In the summer, the pandemic closed indoor swimming pools across the UK – about one in five have yet to reopen – and thousands of swimmers started taking regular dips in open-air pools, lakes and rivers as an alternative.

At one point, demand was so high that the Outdoor Swimming Society was forced to take down its map of wild swimming spots in an attempt to prevent overcrowding.

But colder weather, more challenging water temperatures and the discomfort of wriggling into dry clothing in public is failing to deter many of the converts.

The National Open Water Coaching Association (Nowca), which operates bookings for 30 open-water venues in England and Scotland, from Manley Mere in Cheshire and Portobello Beach in Edinburgh to London Royal Docks, said the number of swimmers in October was up fourfold or 323% year on year, after a 60% rise in swimmers over the summer.

Better, which manages leisure services for local councils around the country, said it was keeping its West Reservoir venue in east London open for swimming into the winter for the first time this year because of the high demand.

The number of swimmers attending West Reservoir has soared from 1,600 in 2019 to 19,000 this year, making it busier than some of the heated pools on Better’s roster.

Visits to the group’s outdoor lidos are also up despite limitations on visitor numbers to facilitate social distancing.

At the popular London Fields heated lido in north London, numbers were up nearly 25% between August and October as swimmers have kept ploughing up and down the lanes in the cooler weather.

Andrew Clark, at Better’s parent company GLL, said people were desperate to get their swimming costumes back on once lockdown ended because “it is not an activity you can re-create with a virtual class like Jo Wicks.
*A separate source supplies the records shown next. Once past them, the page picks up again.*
//! Top-level move selection.

use std::time::Instant;

use log::{debug, warn};
use rand::rngs::StdRng;
use rand::{Rng, SeedableRng};

use crate::board::Move;

use super::config::BotConfig;
use super::log::{SearchInfo, SearchLogger};
use super::position::Position;
use super::search::{SearchStats, Searcher};
use super::time::TimeBudget;

/// Picks one move per position with a fixed-depth alpha-beta search.
///
/// The bot keeps no game state between calls apart from its random source,
/// which shuffles quiet moves during ordering.
pub struct Bot<R: Rng = StdRng> {
    config: BotConfig,
    rng: R,
    logger: Option<Box<dyn SearchLogger>>,
    last_stats: SearchStats,
}

impl Bot<StdRng> {
    /// A bot seeded from operating system entropy.
    #[must_use]
    pub fn new(config: BotConfig) -> Self {
        Bot::with_rng(config, StdRng::from_entropy())
    }
}

impl Default for Bot<StdRng> {
    fn default() -> Self {
        Bot::new(BotConfig::default())
    }
}

impl<R: Rng> Bot<R> {
    pub fn with_rng(config: BotConfig, rng: R) -> Self {
        Bot {
            config,
            rng,
            logger: None,
            last_stats: SearchStats::default(),
        }
    }

    #[must_use]
    pub fn config(&self) -> &BotConfig {
        &self.config
    }

    pub fn config_mut(&mut self) -> &mut BotConfig {
        &mut self.config
    }

    /// Report every completed search to `logger`.
    pub fn set_logger(&mut self, logger: Box<dyn SearchLogger>) {
        self.logger = Some(logger);
    }

    /// Counters from the most recent search.
    #[must_use]
    pub fn last_stats(&self) -> SearchStats {
        self.last_stats
    }

    /// Choose a move for the side to move at the configured depth.
    ///
    /// Returns `None` only when the position has no legal move.
    pub fn select_move<P: Position>(&mut self, position: &mut P, budget: &TimeBudget) -> Option<Move> {
        let depth = self.config.depth;
        self.select_move_at_depth(position, depth, budget)
    }

    /// Choose a move searching exactly `depth` plies.
    ///
    /// The budget is logged but does not limit the search. If the search
    /// yields no move, the first legal move is played instead.
    pub fn select_move_at_depth<P: Position>(
        &mut self,
        position: &mut P,
        depth: u32,
        budget: &TimeBudget,
    ) -> Option<Move> {
        let perspective = position.side_to_move();
        debug!("searching depth {depth} for {perspective} with clock {budget}");

        let start = Instant::now();
        let mut searcher = Searcher::new(&mut self.rng, self.config.quiet_jitter);
        let outcome = searcher.search(position, depth, i32::MIN, i32::MAX, true, perspective);
        self.last_stats = searcher.stats();
        let elapsed = start.elapsed();

        debug!(
            "search done: score {} nodes {} leaves {} cutoffs {} in {}ms",
            outcome.score,
            self.last_stats.nodes,
            self.last_stats.leaves,
            self.last_stats.cutoffs,
            elapsed.as_millis()
        );

        if let Some(logger) = &self.logger {
            logger.info(&SearchInfo {
                depth,
                score: outcome.score,
                stats: self.last_stats,
                elapsed,
                best_move: outcome.best_move,
            });
        }

        if outcome.best_move.is_some() {
            return outcome.best_move;
        }

        let fallback = position.legal_moves().first();
        if let Some(mv) = fallback {
            warn!("search returned no move at depth {depth}, playing first legal move {mv}");
        }
        fallback
    }
}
The prolonged closure of indoor pools forced people to try outdoor swimming. That’s created people who have said, ‘This is me now’ [and they have carried on into the autumn].”
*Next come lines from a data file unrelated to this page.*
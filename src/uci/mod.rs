//! Universal Chess Interface (UCI) protocol implementation.
//!
//! Talks to chess GUIs over the UCI text protocol on stdin and stdout.
//! Searches run synchronously, so `stop` has nothing to interrupt.

use std::fmt;
use std::io::{self, BufRead, Write};
use std::time::Instant;

use log::{debug, warn};

use crate::board::{Board, FenError, Move, MoveParseError};
use crate::bot::log::StdoutLogger;
use crate::bot::{Bot, BotConfig};

pub mod command;
pub mod options;
pub mod report;
pub mod time;

use command::{parse_uci_command, UciCommand};
use options::{apply_setoption, clamp_depth, print_options};
use report::{print_bestmove, print_perft_info, print_ready};
use time::parse_go;

/// Error type for UCI command parsing
#[derive(Debug, Clone, PartialEq, Eq)]
pub enum UciError {
    /// Invalid FEN string
    InvalidFen(FenError),
    /// Invalid move in the move list
    InvalidMove { move_str: String, error: MoveParseError },
    /// Missing required parts in the command
    MissingParts,
    /// `setoption` named an option the bot does not have
    UnknownOption(String),
    /// `setoption` value could not be parsed
    InvalidOptionValue { name: String, value: String },
}

impl fmt::Display for UciError {
    fn fmt(&self, f: &mut fmt::Formatter<'_>) -> fmt::Result {
        match self {
            UciError::InvalidFen(e) => write!(f, "Invalid FEN: {e}"),
            UciError::InvalidMove { move_str, error } => {
                write!(f, "Invalid move '{move_str}': {error}")
            }
            UciError::MissingParts => write!(f, "Missing required parts in command"),
            UciError::UnknownOption(name) => write!(f, "Unknown option '{name}'"),
            UciError::InvalidOptionValue { name, value } => {
                write!(f, "Invalid value '{value}' for option '{name}'")
            }
        }
    }
}

impl std::error::Error for UciError {
    fn source(&self) -> Option<&(dyn std::error::Error + 'static)> {
        match self {
            UciError::InvalidFen(e) => Some(e),
            UciError::InvalidMove { error, .. } => Some(error),
            _ => None,
        }
    }
}

impl From<FenError> for UciError {
    fn from(e: FenError) -> Self {
        UciError::InvalidFen(e)
    }
}

/// Parse a move in UCI format (e.g., "e2e4", "e7e8q").
///
/// Delegates to `Board::parse_move`. Returns `None` if the move is invalid.
#[must_use]
pub fn parse_uci_move(board: &mut Board, uci_string: &str) -> Option<Move> {
    board.parse_move(uci_string).ok()
}

/// Parse a UCI position command, returning an error on failure.
///
/// Supports both "position startpos" and "position fen <fen>" formats,
/// optionally followed by "moves <move1> <move2> ...". The FEN may omit its
/// move counters.
pub fn try_parse_position_command(board: &mut Board, parts: &[&str]) -> Result<(), UciError> {
    let mut i = 1;

    if i >= parts.len() {
        return Err(UciError::MissingParts);
    }

    // Built aside so a bad move leaves `board` untouched
    let mut position = if parts[i] == "startpos" {
        i += 1;
        Board::new()
    } else if parts[i] == "fen" {
        let fen_end = parts
            .iter()
            .position(|p| *p == "moves")
            .unwrap_or(parts.len());
        if fen_end <= i + 1 {
            return Err(UciError::MissingParts);
        }
        let fen = parts[i + 1..fen_end].join(" ");
        i = fen_end;
        Board::try_from_fen(&fen)?
    } else {
        return Err(UciError::MissingParts);
    };

    if i < parts.len() && parts[i] == "moves" {
        for move_str in &parts[i + 1..] {
            let mv = position
                .parse_move(move_str)
                .map_err(|e| UciError::InvalidMove {
                    move_str: (*move_str).to_string(),
                    error: e,
                })?;
            let _ = position.make_move(mv);
        }
    }

    *board = position;
    Ok(())
}

/// Parse a UCI position command, logging errors on failure.
///
/// This is a convenience wrapper around `try_parse_position_command` for
/// use in the main UCI loop where errors should be logged but not propagated.
pub fn parse_position_command(board: &mut Board, parts: &[&str]) {
    if let Err(e) = try_parse_position_command(board, parts) {
        warn!("{e}");
    }
}

#[must_use]
pub fn format_uci_move(mv: &Move) -> String {
    mv.to_string()
}

/// Board and bot state for one UCI connection.
pub struct UciSession {
    board: Board,
    bot: Bot,
}

impl Default for UciSession {
    fn default() -> Self {
        Self::new()
    }
}

impl UciSession {
    #[must_use]
    pub fn new() -> Self {
        let mut bot = Bot::new(BotConfig::default());
        bot.set_logger(Box::new(StdoutLogger));
        UciSession {
            board: Board::new(),
            bot,
        }
    }

    #[must_use]
    pub fn board(&self) -> &Board {
        &self.board
    }

    #[must_use]
    pub fn config(&self) -> &BotConfig {
        self.bot.config()
    }

    /// Depth for one `go`: the requested depth clamped like the `Depth`
    /// option, or the configured depth.
    fn search_depth(&self, requested: Option<u32>) -> u32 {
        requested.map_or(self.bot.config().depth, clamp_depth)
    }

    /// Execute one command. Returns `false` once the session should end.
    pub fn handle_command(&mut self, cmd: UciCommand) -> bool {
        match cmd {
            UciCommand::Uci => print_options(self.bot.config()),
            UciCommand::IsReady => print_ready(),
            UciCommand::UciNewGame => self.board = Board::new(),
            UciCommand::Position(parts) => {
                let parts: Vec<&str> = parts.iter().map(String::as_str).collect();
                parse_position_command(&mut self.board, &parts);
            }
            UciCommand::Go(parts) => {
                let parts: Vec<&str> = parts.iter().map(String::as_str).collect();
                let go = parse_go(&parts, self.board.side_to_move());
                let depth = self.search_depth(go.depth);
                let best = self
                    .bot
                    .select_move_at_depth(&mut self.board, depth, &go.budget);
                print_bestmove(best);
            }
            UciCommand::Perft(depth) => {
                let start = Instant::now();
                let nodes = self.board.perft(depth);
                print_perft_info(depth, nodes, start.elapsed());
            }
            UciCommand::SetOption(parts) => {
                let parts: Vec<&str> = parts.iter().map(String::as_str).collect();
                if let Err(e) = apply_setoption(self.bot.config_mut(), &parts) {
                    warn!("{e}");
                }
            }
            UciCommand::Stop => {}
            UciCommand::Quit => return false,
            UciCommand::Unknown(line) => debug!("ignoring unknown command '{line}'"),
        }
        true
    }

    /// Parse and execute one input line. Returns `false` once the session should end.
    pub fn handle_line(&mut self, line: &str) -> bool {
        match parse_uci_command(line) {
            Some(cmd) => self.handle_command(cmd),
            None => true,
        }
    }
}

/// Serve UCI on stdin/stdout until `quit` or end of input.
pub fn run_uci_loop() -> io::Result<()> {
    let stdin = io::stdin();
    let mut stdout = io::stdout();
    let mut session = UciSession::new();

    for line in stdin.lock().lines() {
        let line = line?;
        let keep_going = session.handle_line(&line);
        stdout.flush()?;
        if !keep_going {
            break;
        }
    }
    Ok(())
}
He said the obvious health benefits had combined with a trend in exercise for “more experiences and something to brag about” by swimming outdoors in the cold.

Swim England says the health benefits include better sleep, circulation and increased happiness. A report published last week suggested that outdoor swimming could even delay dementia.

South London swimming club (SLSC), which manages winter swimming at the unheated Tooting Bec Lido, said more than 330 additional members had signed up this year, with double the number of people swimming daily in October compared with last year – despite the pool temperature now dropping to about 11C (52F).

Margy Sullivan, SLSC’s membership secretary, said more under 45-year-olds had signed up than usual: “It’s a much younger demographic. Outdoor swimming became the thing in the summer when pools were closed and a lot of people took to the sea and rivers and lakes. People discovered they could swim outside.”

She said the switch to working from home had made it easier for locals to pop in for a morning or lunchtime swim, while the younger generation had committed to the sport by buying the latest kit, such as changing robes and gloves.

The surge in outdoor swimming has been a boon for kit suppliers. Sales of swimsuits are down because of the closure of indoor pools, but cold water gear is thriving.

Frostfire, which makes the Moonwrap waterproof changing robe, said sales were nearly three times those of last year and its factory has been working at maximum capacity as demand continues into the autumn.

The online sports retailer Wiggle said demand for wetsuits was up by 80%, and sales of accessories such as neoprene socks, caps, and gloves – vital for many open-water swimmers to keep fingers and toes warm – are up by more than 150%.

However, not all outdoor swimmers are looking to chill out. At Hathersage pool in the Peak District, where the water is heated to 28C in October, the number of swimmers taking a dip this month is nearly three times that of last year, and there has been a surge of almost 90% since July, despite social distancing limitations.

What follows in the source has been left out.